Retype each line of the listing. Do not alter anything.

Given entries:

*** Block opens ***

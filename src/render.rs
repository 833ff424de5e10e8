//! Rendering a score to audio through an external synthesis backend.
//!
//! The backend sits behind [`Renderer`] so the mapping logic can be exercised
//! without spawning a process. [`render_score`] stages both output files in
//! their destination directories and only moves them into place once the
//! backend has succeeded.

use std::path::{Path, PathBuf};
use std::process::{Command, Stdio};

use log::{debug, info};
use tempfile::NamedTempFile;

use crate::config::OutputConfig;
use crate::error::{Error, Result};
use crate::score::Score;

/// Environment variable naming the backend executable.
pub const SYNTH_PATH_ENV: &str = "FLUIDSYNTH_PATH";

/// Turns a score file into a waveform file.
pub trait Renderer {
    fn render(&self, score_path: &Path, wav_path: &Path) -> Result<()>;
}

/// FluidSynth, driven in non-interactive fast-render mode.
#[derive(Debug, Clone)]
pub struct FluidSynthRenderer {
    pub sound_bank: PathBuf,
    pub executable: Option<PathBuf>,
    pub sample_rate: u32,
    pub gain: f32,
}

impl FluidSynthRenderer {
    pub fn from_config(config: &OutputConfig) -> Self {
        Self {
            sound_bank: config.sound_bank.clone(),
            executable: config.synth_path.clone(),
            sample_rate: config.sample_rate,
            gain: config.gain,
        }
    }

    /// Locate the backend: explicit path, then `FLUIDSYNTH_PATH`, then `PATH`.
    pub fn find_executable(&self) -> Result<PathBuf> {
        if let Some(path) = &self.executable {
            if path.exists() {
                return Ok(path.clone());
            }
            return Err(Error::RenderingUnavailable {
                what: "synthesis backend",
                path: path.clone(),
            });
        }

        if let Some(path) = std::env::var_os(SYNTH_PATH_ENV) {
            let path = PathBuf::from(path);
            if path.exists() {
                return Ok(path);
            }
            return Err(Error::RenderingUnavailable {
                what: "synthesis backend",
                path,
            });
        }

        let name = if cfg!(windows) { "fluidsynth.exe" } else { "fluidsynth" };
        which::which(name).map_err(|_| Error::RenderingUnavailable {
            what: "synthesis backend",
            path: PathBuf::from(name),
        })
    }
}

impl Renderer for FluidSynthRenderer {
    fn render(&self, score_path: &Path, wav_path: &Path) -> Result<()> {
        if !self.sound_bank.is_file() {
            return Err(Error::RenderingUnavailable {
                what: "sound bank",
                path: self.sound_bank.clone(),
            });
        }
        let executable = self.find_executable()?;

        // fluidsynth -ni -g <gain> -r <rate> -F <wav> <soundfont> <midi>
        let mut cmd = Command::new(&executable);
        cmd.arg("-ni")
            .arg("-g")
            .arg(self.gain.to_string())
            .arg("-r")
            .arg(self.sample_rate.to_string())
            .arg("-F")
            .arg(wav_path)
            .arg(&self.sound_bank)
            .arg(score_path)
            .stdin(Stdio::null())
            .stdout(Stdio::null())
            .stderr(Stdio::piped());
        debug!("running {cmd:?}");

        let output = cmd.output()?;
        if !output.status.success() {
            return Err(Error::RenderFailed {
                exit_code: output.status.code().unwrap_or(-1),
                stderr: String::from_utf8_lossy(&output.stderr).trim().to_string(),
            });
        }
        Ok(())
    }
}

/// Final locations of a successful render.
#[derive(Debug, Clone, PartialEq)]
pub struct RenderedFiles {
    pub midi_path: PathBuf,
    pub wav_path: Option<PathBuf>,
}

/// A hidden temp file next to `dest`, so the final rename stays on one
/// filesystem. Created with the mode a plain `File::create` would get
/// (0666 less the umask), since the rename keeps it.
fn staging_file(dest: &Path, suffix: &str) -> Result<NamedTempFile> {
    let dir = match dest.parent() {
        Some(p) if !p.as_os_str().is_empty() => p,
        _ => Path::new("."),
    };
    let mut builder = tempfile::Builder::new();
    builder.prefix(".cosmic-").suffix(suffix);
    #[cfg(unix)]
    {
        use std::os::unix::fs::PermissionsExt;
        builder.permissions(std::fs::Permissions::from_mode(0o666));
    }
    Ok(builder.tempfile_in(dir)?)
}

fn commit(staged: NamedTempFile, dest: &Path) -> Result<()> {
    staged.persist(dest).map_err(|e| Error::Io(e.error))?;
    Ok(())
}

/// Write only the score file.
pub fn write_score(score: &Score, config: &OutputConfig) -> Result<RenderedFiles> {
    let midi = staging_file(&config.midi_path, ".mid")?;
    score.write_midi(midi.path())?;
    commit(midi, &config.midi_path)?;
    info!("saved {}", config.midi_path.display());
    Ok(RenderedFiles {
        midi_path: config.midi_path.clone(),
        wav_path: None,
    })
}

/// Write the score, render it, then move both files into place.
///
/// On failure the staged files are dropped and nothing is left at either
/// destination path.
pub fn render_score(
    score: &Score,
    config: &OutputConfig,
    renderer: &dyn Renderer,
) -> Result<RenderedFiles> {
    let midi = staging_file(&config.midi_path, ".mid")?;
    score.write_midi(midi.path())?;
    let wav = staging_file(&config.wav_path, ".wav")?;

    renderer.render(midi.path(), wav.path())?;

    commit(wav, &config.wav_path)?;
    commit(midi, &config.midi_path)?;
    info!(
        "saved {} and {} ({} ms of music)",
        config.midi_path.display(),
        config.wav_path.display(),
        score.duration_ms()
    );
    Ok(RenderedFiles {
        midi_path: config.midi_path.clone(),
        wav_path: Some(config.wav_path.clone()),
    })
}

*** Block closes ***

Expected answer:
filename src/render.rs
repository 833ff424de5e10e8
//! Rendering a score to audio through an external synthesis backend.
//!
//! The backend sits behind [`Renderer`] so the mapping logic can be exercised
//! without spawning a process. [`render_score`] stages both output files in
//! their destination directories and only moves them into place once the
//! backend has succeeded.

use std::path::{Path, PathBuf};
use std::process::{Command, Stdio};

use log::{debug, info};
use tempfile::NamedTempFile;

use crate::config::OutputConfig;
use crate::error::{Error, Result};
use crate::score::Score;

/// Environment variable naming the backend executable.
pub const SYNTH_PATH_ENV: &str = "FLUIDSYNTH_PATH";

/// Turns a score file into a waveform file.
pub trait Renderer {
    fn render(&self, score_path: &Path, wav_path: &Path) -> Result<()>;
}

/// FluidSynth, driven in non-interactive fast-render mode.
#[derive(Debug, Clone)]
pub struct FluidSynthRenderer {
    pub sound_bank: PathBuf,
    pub executable: Option<PathBuf>,
    pub sample_rate: u32,
    pub gain: f32,
}

impl FluidSynthRenderer {
    pub fn from_config(config: &OutputConfig) -> Self {
        Self {
            sound_bank: config.sound_bank.clone(),
            executable: config.synth_path.clone(),
            sample_rate: config.sample_rate,
            gain: config.gain,
        }
    }

    /// Locate the backend: explicit path, then `FLUIDSYNTH_PATH`, then `PATH`.
    pub fn find_executable(&self) -> Result<PathBuf> {
        if let Some(path) = &self.executable {
            if path.exists() {
                return Ok(path.clone());
            }
            return Err(Error::RenderingUnavailable {
                what: "synthesis backend",
                path: path.clone(),
            });
        }

        if let Some(path) = std::env::var_os(SYNTH_PATH_ENV) {
            let path = PathBuf::from(path);
            if path.exists() {
                return Ok(path);
            }
            return Err(Error::RenderingUnavailable {
                what: "synthesis backend",
                path,
            });
        }

        let name = if cfg!(windows) { "fluidsynth.exe" } else { "fluidsynth" };
        which::which(name).map_err(|_| Error::RenderingUnavailable {
            what: "synthesis backend",
            path: PathBuf::from(name),
        })
    }
}

impl Renderer for FluidSynthRenderer {
    fn render(&self, score_path: &Path, wav_path: &Path) -> Result<()> {
        if !self.sound_bank.is_file() {
            return Err(Error::RenderingUnavailable {
                what: "sound bank",
                path: self.sound_bank.clone(),
            });
        }
        let executable = self.find_executable()?;

        // fluidsynth -ni -g <gain> -r <rate> -F <wav> <soundfont> <midi>
        let mut cmd = Command::new(&executable);
        cmd.arg("-ni")
            .arg("-g")
            .arg(self.gain.to_string())
            .arg("-r")
            .arg(self.sample_rate.to_string())
            .arg("-F")
            .arg(wav_path)
            .arg(&self.sound_bank)
            .arg(score_path)
            .stdin(Stdio::null())
            .stdout(Stdio::null())
            .stderr(Stdio::piped());
        debug!("running {cmd:?}");

        let output = cmd.output()?;
        if !output.status.success() {
            return Err(Error::RenderFailed {
                exit_code: output.status.code().unwrap_or(-1),
                stderr: String::from_utf8_lossy(&output.stderr).trim().to_string(),
            });
        }
        Ok(())
    }
}

/// Final locations of a successful render.
#[derive(Debug, Clone, PartialEq)]
pub struct RenderedFiles {
    pub midi_path: PathBuf,
    pub wav_path: Option<PathBuf>,
}

/// A hidden temp file next to `dest`, so the final rename stays on one
/// filesystem. Created with the mode a plain `File::create` would get
/// (0666 less the umask), since the rename keeps it.
fn staging_file(dest: &Path, suffix: &str) -> Result<NamedTempFile> {
    let dir = match dest.parent() {
        Some(p) if !p.as_os_str().is_empty() => p,
        _ => Path::new("."),
    };
    let mut builder = tempfile::Builder::new();
    builder.prefix(".cosmic-").suffix(suffix);
    #[cfg(unix)]
    {
        use std::os::unix::fs::PermissionsExt;
        builder.permissions(std::fs::Permissions::from_mode(0o666));
    }
    Ok(builder.tempfile_in(dir)?)
}

fn commit(staged: NamedTempFile, dest: &Path) -> Result<()> {
    staged.persist(dest).map_err(|e| Error::Io(e.error))?;
    Ok(())
}

/// Write only the score file.
pub fn write_score(score: &Score, config: &OutputConfig) -> Result<RenderedFiles> {
    let midi = staging_file(&config.midi_path, ".mid")?;
    score.write_midi(midi.path())?;
    commit(midi, &config.midi_path)?;
    info!("saved {}", config.midi_path.display());
    Ok(RenderedFiles {
        midi_path: config.midi_path.clone(),
        wav_path: None,
    })
}

/// Write the score, render it, then move both files into place.
///
/// On failure the staged files are dropped and nothing is left at either
/// destination path.
pub fn render_score(
    score: &Score,
    config: &OutputConfig,
    renderer: &dyn Renderer,
) -> Result<RenderedFiles> {
    let midi = staging_file(&config.midi_path, ".mid")?;
    score.write_midi(midi.path())?;
    let wav = staging_file(&config.wav_path, ".wav")?;

    renderer.render(midi.path(), wav.path())?;

    commit(wav, &config.wav_path)?;
    commit(midi, &config.midi_path)?;
    info!(
        "saved {} and {} ({} ms of music)",
        config.midi_path.display(),
        config.wav_path.display(),
        score.duration_ms()
    );
    Ok(RenderedFiles {
        midi_path: config.midi_path.clone(),
        wav_path: Some(config.wav_path.clone()),
    })
}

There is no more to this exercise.